If there’s a lot of rework for the constraint, that means you are not using them appropriately. We want to make sure any work coming into Mary is full kitted, meaning it comes to her ready to be worked so she doesn’t have to go on a scavenger hunt, ask questions, or chase people down.

You know the chefs on the cooking shows who make it look so easy? Everything’s prepared for them, right? So, we don’t release anything to Mary until it’s ready.

How does TOC play out in health and human services?

If you assume the single mom with two kids wants a good life and doesn’t want to be poor, the question is, what’s blocking her from doing that? It’s not about training to get a good job, it’s something in her life that’s going on.

Like blindness, poverty is about beliefs.
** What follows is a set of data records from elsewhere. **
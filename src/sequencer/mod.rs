//! Canned animations for built components.
//!
//! Every operation reads the component's named sub-parts, returns the
//! [`Animation`] the renderer should play and records its end state on the
//! component, so chained calls build on each other. Operations tied to one
//! variant fail with [`SceneError::IncompatibleVariant`] elsewhere.

mod black_hole;
mod brane_pair;
mod bubble;
mod plots;
mod tables;

use crate::animation::{Animation, Easing, Timing, Transform};
use crate::component::{
    BranePairVariant, BubbleVariant, Component, ComponentType, EmbeddingLayout, PartName,
    PartRef, PlotKind, TrackerId,
};
use crate::error::{Result, SceneError};
use crate::geometry::{Point, Shape};
use serde::{Deserialize, Serialize};
use std::f64::consts::TAU;
use tracing::debug;

/// Samples used when a circular path is flattened
const LOOP_SAMPLES: usize = 64;

/// Caller-supplied timing; anything left unset takes the action's default
#[derive(Debug, Clone, Copy, Default, PartialEq, Serialize, Deserialize)]
pub struct ActionParams {
    pub duration: Option<f64>,
    pub easing: Option<Easing>,
    pub scale: Option<f64>,
}

impl ActionParams {
    fn timing(&self, duration: f64, easing: Easing) -> Timing {
        Timing::new(
            self.duration.unwrap_or(duration),
            self.easing.unwrap_or(easing),
        )
    }

    fn scale_or(&self, factor: f64) -> f64 {
        self.scale.unwrap_or(factor)
    }
}

/// Builds animations for components
pub struct Sequencer;

impl Sequencer {
    /// Every action name [`Sequencer::run`] accepts for `component_type`
    pub fn actions(component_type: ComponentType) -> Vec<&'static str> {
        let mut actions = vec!["fade_in"];
        match component_type {
            ComponentType::Bubble(variant) => {
                actions.extend([
                    "create",
                    "expand",
                    "fade_in_bulk",
                    "create_bubble",
                    "expand_bubble",
                ]);
                match variant {
                    BubbleVariant::EnergyDiscussion => actions.push("fail_creation"),
                    BubbleVariant::Empty => actions.push("show_radius"),
                    _ => {}
                }
            }
            ComponentType::BlackHole(_) => actions.extend(["create", "expand", "nucleate"]),
            ComponentType::BranePair(variant) => {
                actions.push("fade_in_arrow");
                match variant {
                    BranePairVariant::Rs => {
                        actions.extend(["show_symmetry", "restore_symmetry", "show_n_vector_rs"])
                    }
                    BranePairVariant::Db => actions.push("show_n_vector_db"),
                }
            }
            ComponentType::TableEmbedding(EmbeddingLayout::Split) => {
                actions.extend(["move_non_compact", "move_compact"])
            }
            ComponentType::TableEmbedding(EmbeddingLayout::Together) => actions.push("move_all"),
            ComponentType::TableSummary | ComponentType::TableEnergyScales => {}
            ComponentType::Plot(plot, _) => {
                actions.push("create");
                actions.extend(match plot {
                    PlotKind::Instanton => &["fade_in_field_position", "decay"][..],
                    PlotKind::Quantum => &["create_wave_functions"][..],
                    PlotKind::Tension => &["create_function"][..],
                    PlotKind::InducedPotential => &[
                        "show_potential",
                        "show_jc",
                        "nucleate_brane",
                        "accelerate",
                        "bounce",
                        "add_cc_and_expand",
                    ][..],
                });
            }
        }
        actions
    }

    /// Run `action` by name with its default timing, overridden by `params`.
    pub fn run(
        component: &mut Component,
        action: &str,
        params: &ActionParams,
    ) -> Result<Animation> {
        let linear = |d| params.timing(d, Easing::Linear);
        match action {
            "fade_in" => Self::fade_in(component, linear(1.0)),
            "create" => Self::create(component, params),
            "expand" => Self::expand(component, params),
            // bubble
            "fade_in_bulk" => Self::fade_in_bulk(component, linear(1.0)),
            "fail_creation" => Self::fail_creation(
                component,
                params.timing(3.0, Easing::ThereAndBackWithPause),
            ),
            "create_bubble" => Self::create_bubble(component, linear(0.2)),
            "expand_bubble" => {
                Self::expand_bubble(component, linear(6.0), params.scale_or(2.5))
            }
            "show_radius" => Self::show_radius(component, linear(1.0)),
            // black hole
            "nucleate" => Self::nucleate(component, linear(0.5), params.scale_or(1.1)),
            // brane pair
            "fade_in_arrow" => Self::fade_in_arrow(component, linear(2.0)),
            "show_symmetry" => Self::show_symmetry(component, linear(2.0)),
            "restore_symmetry" => Self::restore_symmetry(component, linear(2.0)),
            "show_n_vector_rs" => Self::show_n_vector_rs(component, linear(2.0)),
            "show_n_vector_db" => Self::show_n_vector_db(component, linear(2.0)),
            // tables
            "move_non_compact" => Self::move_non_compact(component, linear(3.0)),
            "move_compact" => Self::move_compact(component, linear(3.0)),
            "move_all" => Self::move_all(component, linear(3.0)),
            // plots
            "fade_in_field_position" => Self::fade_in_field_position(component, linear(0.5)),
            "decay" => Self::decay(component, linear(0.5)),
            "create_wave_functions" => Self::create_wave_functions(component, linear(2.0)),
            "create_function" => Self::create_function(component, linear(1.0)),
            "show_potential" => Self::show_potential(component, linear(2.0)),
            "show_jc" => Self::show_jc(component, linear(2.0)),
            "nucleate_brane" => Self::nucleate_brane(component, linear(0.5)),
            "accelerate" => Self::accelerate(component, linear(0.5)),
            "bounce" => Self::bounce(component, linear(4.0)),
            "add_cc_and_expand" => Self::add_cc_and_expand(component, linear(6.0)),
            other => Err(SceneError::UnknownAction(other.to_string())),
        }
    }

    /// Fade in every part that is not drawn by a later operation
    pub fn fade_in(component: &mut Component, timing: Timing) -> Result<Animation> {
        let deferred = deferred_parts(component.component_type());
        let targets = component
            .part_names()
            .into_iter()
            .filter(|name| !deferred.contains(name))
            .map(PartRef::from)
            .collect();
        let animation = Animation::step(targets, Transform::FadeIn, timing);
        Ok(finish(component, "fade_in", animation))
    }

    /// The kind's build-up animation
    pub fn create(component: &mut Component, params: &ActionParams) -> Result<Animation> {
        let linear = |d| params.timing(d, Easing::Linear);
        match component.component_type() {
            ComponentType::Bubble(_) => Self::create_bubble(component, linear(0.2)),
            ComponentType::BlackHole(_) => {
                Self::nucleate(component, linear(0.5), params.scale_or(1.1))
            }
            ComponentType::Plot(PlotKind::Instanton, _) => {
                Self::fade_in_field_position(component, linear(0.5))
            }
            ComponentType::Plot(PlotKind::Quantum, _) => {
                Self::create_wave_functions(component, linear(2.0))
            }
            ComponentType::Plot(PlotKind::Tension, _) => {
                Self::create_function(component, linear(1.0))
            }
            ComponentType::Plot(PlotKind::InducedPotential, _) => {
                Self::show_potential(component, linear(2.0))
            }
            _ => Err(incompatible("create", component)),
        }
    }

    /// The kind's growth animation
    pub fn expand(component: &mut Component, params: &ActionParams) -> Result<Animation> {
        match component.component_type() {
            ComponentType::Bubble(_) => Self::expand_bubble(
                component,
                params.timing(6.0, Easing::Linear),
                params.scale_or(2.5),
            ),
            ComponentType::BlackHole(_) => Self::expand_black_hole(
                component,
                params.timing(3.0, Easing::Linear),
                params.scale_or(2.5),
            ),
            _ => Err(incompatible("expand", component)),
        }
    }
}

/// Parts that stay hidden through `fade_in` because another operation draws them
fn deferred_parts(component_type: ComponentType) -> &'static [PartName] {
    match component_type {
        ComponentType::BranePair(_) => &[PartName::NormalArrow],
        ComponentType::Plot(PlotKind::Instanton, _) => &[PartName::FieldPosition],
        ComponentType::Plot(PlotKind::Quantum, _) => &[PartName::WaveFunctions],
        ComponentType::Plot(PlotKind::Tension, _) => &[PartName::Functions],
        ComponentType::Plot(PlotKind::InducedPotential, _) => &[
            PartName::Potential,
            PartName::JunctionPotential,
            PartName::CosmologicalPotential,
            PartName::BranePosition,
        ],
        _ => &[],
    }
}

fn incompatible(operation: &str, component: &Component) -> SceneError {
    SceneError::IncompatibleVariant {
        operation: operation.to_string(),
        component: component.component_type().to_string(),
    }
}

/// Fail unless `accepts` holds for the component's type
fn require_variant(
    component: &Component,
    operation: &str,
    accepts: impl FnOnce(ComponentType) -> bool,
) -> Result<()> {
    if accepts(component.component_type()) {
        Ok(())
    } else {
        Err(incompatible(operation, component))
    }
}

/// Record the end state and hand the animation back
fn finish(component: &mut Component, operation: &str, animation: Animation) -> Animation {
    component.apply(&animation);
    debug!(
        component = %component.component_type(),
        operation,
        steps = animation.steps().len(),
        duration = animation.duration(),
        "sequenced animation"
    );
    animation
}

/// Points a node travels through when moved along `path`, starting where `mover` sits.
///
/// Lines run start to end; circles are walked once around from the
/// mover's angle; curves use their samples.
fn path_points(component: &Component, path: &PartRef, mover: &PartRef) -> Result<Vec<Point>> {
    let start = component.require(mover)?.center();
    let shape = component
        .require(path)?
        .first_primitive()
        .map(|p| p.shape.clone());
    let points = match shape {
        Some(Shape::Line { start: a, end: b }) | Some(Shape::Arrow { start: a, end: b }) => {
            vec![a, b]
        }
        Some(Shape::Circle { center, radius }) => {
            let offset = start - center;
            let phase = offset.y.atan2(offset.x);
            (0..=LOOP_SAMPLES)
                .map(|i| {
                    let angle = phase + TAU * i as f64 / LOOP_SAMPLES as f64;
                    center + Point::polar(radius, angle)
                })
                .collect()
        }
        Some(Shape::Curve { points }) => points,
        _ => vec![start, component.require(path)?.center()],
    };
    Ok(points)
}

/// Move `mover` along `path` over `timing`
fn move_along(
    component: &Component,
    mover: PartRef,
    path: PartRef,
    timing: Timing,
) -> Result<Animation> {
    let points = path_points(component, &path, &mover)?;
    Ok(Animation::step(
        vec![mover],
        Transform::MoveAlongPath { path, points },
        timing,
    ))
}

/// Drive `tracker` from its current value to `to`; `target` is the part it moves
fn set_value(
    component: &Component,
    tracker: TrackerId,
    to: f64,
    target: PartName,
    timing: Timing,
) -> Result<Animation> {
    let from = component
        .tracker(tracker)
        .ok_or_else(|| SceneError::MissingPart {
            component: component.component_type().to_string(),
            part: format!("{:?} tracker", tracker),
        })?;
    Ok(Animation::on(
        target,
        Transform::SetValue { tracker, from, to },
        timing,
    ))
}

/// Center of the primary shape, the focal point for radiating effects
fn primary_center(component: &Component) -> Point {
    component.primary_shape().center()
}
//! Coordinate markers sliding along their dimension glyphs.
//!
//! A glyph cell is `[line or circle, dot]`; the dot travels along child 0.

use super::{finish, move_along, require_variant, Sequencer};
use crate::animation::{Animation, Timing};
use crate::component::{Component, ComponentType, EmbeddingLayout, PartName, PartRef};
use crate::components::CELLS;
use crate::error::Result;

/// Row of the glyph cells inside a coordinate table
const GLYPH_ROW: usize = 1;
/// The AdS column, last of the non-compact coordinates
const ADS_COLUMN: usize = 3;

/// Move the marker of glyph `column` in the table found at `prefix` inside `part`
fn slide(
    component: &Component,
    part: PartName,
    prefix: &[usize],
    column: usize,
    timing: Timing,
) -> Result<Animation> {
    let cell: Vec<usize> = prefix
        .iter()
        .copied()
        .chain([CELLS, GLYPH_ROW, column])
        .collect();
    let with = |child: usize| {
        let mut path = cell.clone();
        path.push(child);
        PartRef::child(part, &path)
    };
    move_along(component, with(1), with(0), timing)
}

impl Sequencer {
    /// Slide the AdS marker along its throat
    pub fn move_non_compact(component: &mut Component, timing: Timing) -> Result<Animation> {
        require_variant(component, "move_non_compact", |t| {
            t == ComponentType::TableEmbedding(EmbeddingLayout::Split)
        })?;
        let animation = slide(component, PartName::NonCompact, &[0], ADS_COLUMN, timing)?;
        Ok(finish(component, "move_non_compact", animation))
    }

    /// Walk the last three compact markers once around their circles
    pub fn move_compact(component: &mut Component, timing: Timing) -> Result<Animation> {
        require_variant(component, "move_compact", |t| {
            t == ComponentType::TableEmbedding(EmbeddingLayout::Split)
        })?;
        let steps = [4, 3, 2]
            .into_iter()
            .map(|column| slide(component, PartName::Compact, &[0], column, timing))
            .collect::<Result<Vec<_>>>()?;
        Ok(finish(component, "move_compact", Animation::Group(steps)))
    }

    /// Both motions at once on the combined table
    pub fn move_all(component: &mut Component, timing: Timing) -> Result<Animation> {
        require_variant(component, "move_all", |t| {
            t == ComponentType::TableEmbedding(EmbeddingLayout::Together)
        })?;
        let steps = [8, 7, 6, ADS_COLUMN]
            .into_iter()
            .map(|column| slide(component, PartName::Table, &[], column, timing))
            .collect::<Result<Vec<_>>>()?;
        Ok(finish(component, "move_all", Animation::Group(steps)))
    }
}

#[cfg(test)]
mod tests {
    use super::super::tests::build;
    use super::*;
    use crate::animation::Transform;
    use crate::error::SceneError;

    #[test]
    fn test_ads_marker_runs_the_throat() {
        let mut component = build("table_embedding", "split");
        let marker = PartRef::child(PartName::NonCompact, &[0, 1, 1, 3, 1]);
        let line = PartRef::child(PartName::NonCompact, &[0, 1, 1, 3, 0]);
        let start = component.node(&marker).unwrap().center();

        let animation = Sequencer::move_non_compact(&mut component, Timing::linear(3.0)).unwrap();
        let step = animation.as_step().unwrap();
        assert_eq!(step.targets, vec![marker.clone()]);
        match &step.transform {
            Transform::MoveAlongPath { path, points } => {
                assert_eq!(*path, line);
                assert_eq!(points.len(), 2);
                assert!(points[0].approx_eq(start, 1e-9));
            }
            other => panic!("expected a path move, got {:?}", other),
        }
        let end = component.node(&marker).unwrap().center();
        assert!(end.y > start.y);
    }

    #[test]
    fn test_compact_markers_move_together() {
        let mut component = build("table_embedding", "split");
        let animation = Sequencer::move_compact(&mut component, Timing::linear(3.0)).unwrap();
        assert!(animation.is_group());
        assert_eq!(animation.steps().len(), 3);
        assert_eq!(animation.duration(), 3.0);
    }

    #[test]
    fn test_together_moves_four_markers() {
        let mut component = build("table_embedding", "together");
        let animation = Sequencer::move_all(&mut component, Timing::linear(3.0)).unwrap();
        let paths: Vec<_> = animation
            .steps()
            .iter()
            .map(|step| step.targets[0].path.clone())
            .collect();
        assert_eq!(
            paths,
            vec![
                vec![1, 1, 8, 1],
                vec![1, 1, 7, 1],
                vec![1, 1, 6, 1],
                vec![1, 1, 3, 1],
            ]
        );
    }

    #[test]
    fn test_layout_checks() {
        let mut together = build("table_embedding", "together");
        assert!(matches!(
            Sequencer::move_compact(&mut together, Timing::linear(3.0)),
            Err(SceneError::IncompatibleVariant { .. })
        ));
        let mut split = build("table_embedding", "split");
        assert!(matches!(
            Sequencer::move_all(&mut split, Timing::linear(3.0)),
            Err(SceneError::IncompatibleVariant { .. })
        ));
    }
}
If we don’t surface those beliefs, no amount of money, strategy, or technology is going to fix things. The block is always anchored in the customer.

Think about intergenerational poverty…is the kid or the parent the customer? If you don’t know that, you can’t solve the problem and you can’t build operations around it. So, in this case, the kid is the customer and the parent is a strategic customer. Then I can create a solution for the kid. The next question is, what do I now need to do for the parent to help the solution for the kid to be successful?

There’s a list of big words used in government – transformation, innovation, coordination, collaboration. I call it the dictionary of disfunction. They don’t mean anything unless you identify the customer.

What’s your dream goal for government?

My wish would be to work myself out of business, for systems thinking to become bread and butter in how government operates. You can’t keep fixing government with another policy. If we don’t know where to focus or what problem to solve, we waste taxpayers money, we don’t get return for the customers, people are frustrated, and we don’t deliver.

How do we get all of these pieces to work together to achieve the broader goal? That’s what matters. If we use prowess and acumen around operations in government we can make infinite impact. It always goes back to who’s the primary customer, and what’s their challenge.

Be effective first, and efficient second. Do the right thing, and do the right thing well. Do that backwards and you’re just getting faster at speeding up stupid.